● Source records

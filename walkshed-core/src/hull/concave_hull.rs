use super::{convex_hull::convex_hull_ring, delaunay::triangulate, triangle_mesh::TriangleMesh};
use geo::{Area, Coord, LineString, Polygon};

/// concave hull of a point set by Delaunay erosion.
///
/// the points are triangulated, and triangles are then peeled off the outside of the
/// triangulation while their exposed edge is longer than a length threshold. the
/// threshold is interpolated between the shortest and longest triangulation edge:
///
/// ```text
/// threshold = min_edge + concavity * (max_edge - min_edge)
/// ```
///
/// so `concavity = 0.0` erodes as far as possible and `concavity = 1.0` keeps every
/// triangle, returning the convex hull. values outside `[0, 1]` are clamped and NaN
/// is treated as 1.0. erosion never disconnects the region or removes an input point
/// from it, so every input point lies inside or on the boundary of the result.
///
/// when `allow_holes` is set, interior triangles with an edge longer than the threshold
/// are also removed, opening holes in the polygon.
///
/// returns None when there are fewer than 3 distinct finite points, or when the
/// points are collinear and enclose no area.
pub fn concave_hull(points: &[Coord<f64>], concavity: f64, allow_holes: bool) -> Option<Polygon<f64>> {
    let mut distinct = points
        .iter()
        .filter(|p| p.x.is_finite() && p.y.is_finite())
        .copied()
        .collect::<Vec<_>>();
    distinct.sort_by(|a, b| a.x.total_cmp(&b.x).then(a.y.total_cmp(&b.y)));
    distinct.dedup();
    if distinct.len() < 3 {
        return None;
    }

    let concavity = if concavity.is_nan() {
        1.0
    } else {
        concavity.clamp(0.0, 1.0)
    };
    if concavity >= 1.0 {
        return convex_hull_ring(&distinct).map(|ring| Polygon::new(ring, vec![]));
    }

    let triangulation = triangulate(&distinct);
    if triangulation.is_empty() {
        return None;
    }
    let mut mesh = TriangleMesh::new(triangulation);
    let (shortest, longest) = mesh.edge_length_range()?;
    let threshold = shortest + concavity * (longest - shortest);
    mesh.erode_border(threshold);
    if allow_holes {
        mesh.erode_holes(threshold);
    }

    let mut exterior: Option<(f64, Vec<Coord<f64>>)> = None;
    let mut interiors: Vec<LineString<f64>> = vec![];
    for ring in mesh.boundary_rings() {
        let area = ring_signed_area(&ring);
        if area < 0.0 {
            interiors.push(LineString::new(ring));
        } else if exterior.as_ref().map_or(true, |(best, _)| area > *best) {
            exterior = Some((area, ring));
        }
    }
    let (_, exterior) = exterior?;
    log::debug!(
        "concave hull of {} points with concavity {concavity}: {} exterior vertices, {} holes",
        distinct.len(),
        exterior.len() - 1,
        interiors.len()
    );
    Some(Polygon::new(LineString::new(exterior), interiors))
}

/// planar area of a hull polygon (holes excluded), in squared units of its coordinates.
pub fn hull_area(polygon: &Polygon<f64>) -> f64 {
    polygon.unsigned_area()
}

/// shoelace area of a closed ring, positive when counter-clockwise
fn ring_signed_area(ring: &[Coord<f64>]) -> f64 {
    ring.windows(2)
        .map(|w| w[0].x * w[1].y - w[1].x * w[0].y)
        .sum::<f64>()
        / 2.0
}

● What is expected
Transcribe the data in full, matching every line exactly.

● Written reply
filename walkshed-core/src/hull/concave_hull.rs
use super::{convex_hull::convex_hull_ring, delaunay::triangulate, triangle_mesh::TriangleMesh};
use geo::{Area, Coord, LineString, Polygon};

/// concave hull of a point set by Delaunay erosion.
///
/// the points are triangulated, and triangles are then peeled off the outside of the
/// triangulation while their exposed edge is longer than a length threshold. the
/// threshold is interpolated between the shortest and longest triangulation edge:
///
/// ```text
/// threshold = min_edge + concavity * (max_edge - min_edge)
/// ```
///
/// so `concavity = 0.0` erodes as far as possible and `concavity = 1.0` keeps every
/// triangle, returning the convex hull. values outside `[0, 1]` are clamped and NaN
/// is treated as 1.0. erosion never disconnects the region or removes an input point
/// from it, so every input point lies inside or on the boundary of the result.
///
/// when `allow_holes` is set, interior triangles with an edge longer than the threshold
/// are also removed, opening holes in the polygon.
///
/// returns None when there are fewer than 3 distinct finite points, or when the
/// points are collinear and enclose no area.
pub fn concave_hull(points: &[Coord<f64>], concavity: f64, allow_holes: bool) -> Option<Polygon<f64>> {
    let mut distinct = points
        .iter()
        .filter(|p| p.x.is_finite() && p.y.is_finite())
        .copied()
        .collect::<Vec<_>>();
    distinct.sort_by(|a, b| a.x.total_cmp(&b.x).then(a.y.total_cmp(&b.y)));
    distinct.dedup();
    if distinct.len() < 3 {
        return None;
    }

    let concavity = if concavity.is_nan() {
        1.0
    } else {
        concavity.clamp(0.0, 1.0)
    };
    if concavity >= 1.0 {
        return convex_hull_ring(&distinct).map(|ring| Polygon::new(ring, vec![]));
    }

    let triangulation = triangulate(&distinct);
    if triangulation.is_empty() {
        return None;
    }
    let mut mesh = TriangleMesh::new(triangulation);
    let (shortest, longest) = mesh.edge_length_range()?;
    let threshold = shortest + concavity * (longest - shortest);
    mesh.erode_border(threshold);
    if allow_holes {
        mesh.erode_holes(threshold);
    }

    let mut exterior: Option<(f64, Vec<Coord<f64>>)> = None;
    let mut interiors: Vec<LineString<f64>> = vec![];
    for ring in mesh.boundary_rings() {
        let area = ring_signed_area(&ring);
        if area < 0.0 {
            interiors.push(LineString::new(ring));
        } else if exterior.as_ref().map_or(true, |(best, _)| area > *best) {
            exterior = Some((area, ring));
        }
    }
    let (_, exterior) = exterior?;
    log::debug!(
        "concave hull of {} points with concavity {concavity}: {} exterior vertices, {} holes",
        distinct.len(),
        exterior.len() - 1,
        interiors.len()
    );
    Some(Polygon::new(LineString::new(exterior), interiors))
}

/// planar area of a hull polygon (holes excluded), in squared units of its coordinates.
pub fn hull_area(polygon: &Polygon<f64>) -> f64 {
    polygon.unsigned_area()
}

/// shoelace area of a closed ring, positive when counter-clockwise
fn ring_signed_area(ring: &[Coord<f64>]) -> f64 {
    ring.windows(2)
        .map(|w| w[0].x * w[1].y - w[1].x * w[0].y)
        .sum::<f64>()
        / 2.0
}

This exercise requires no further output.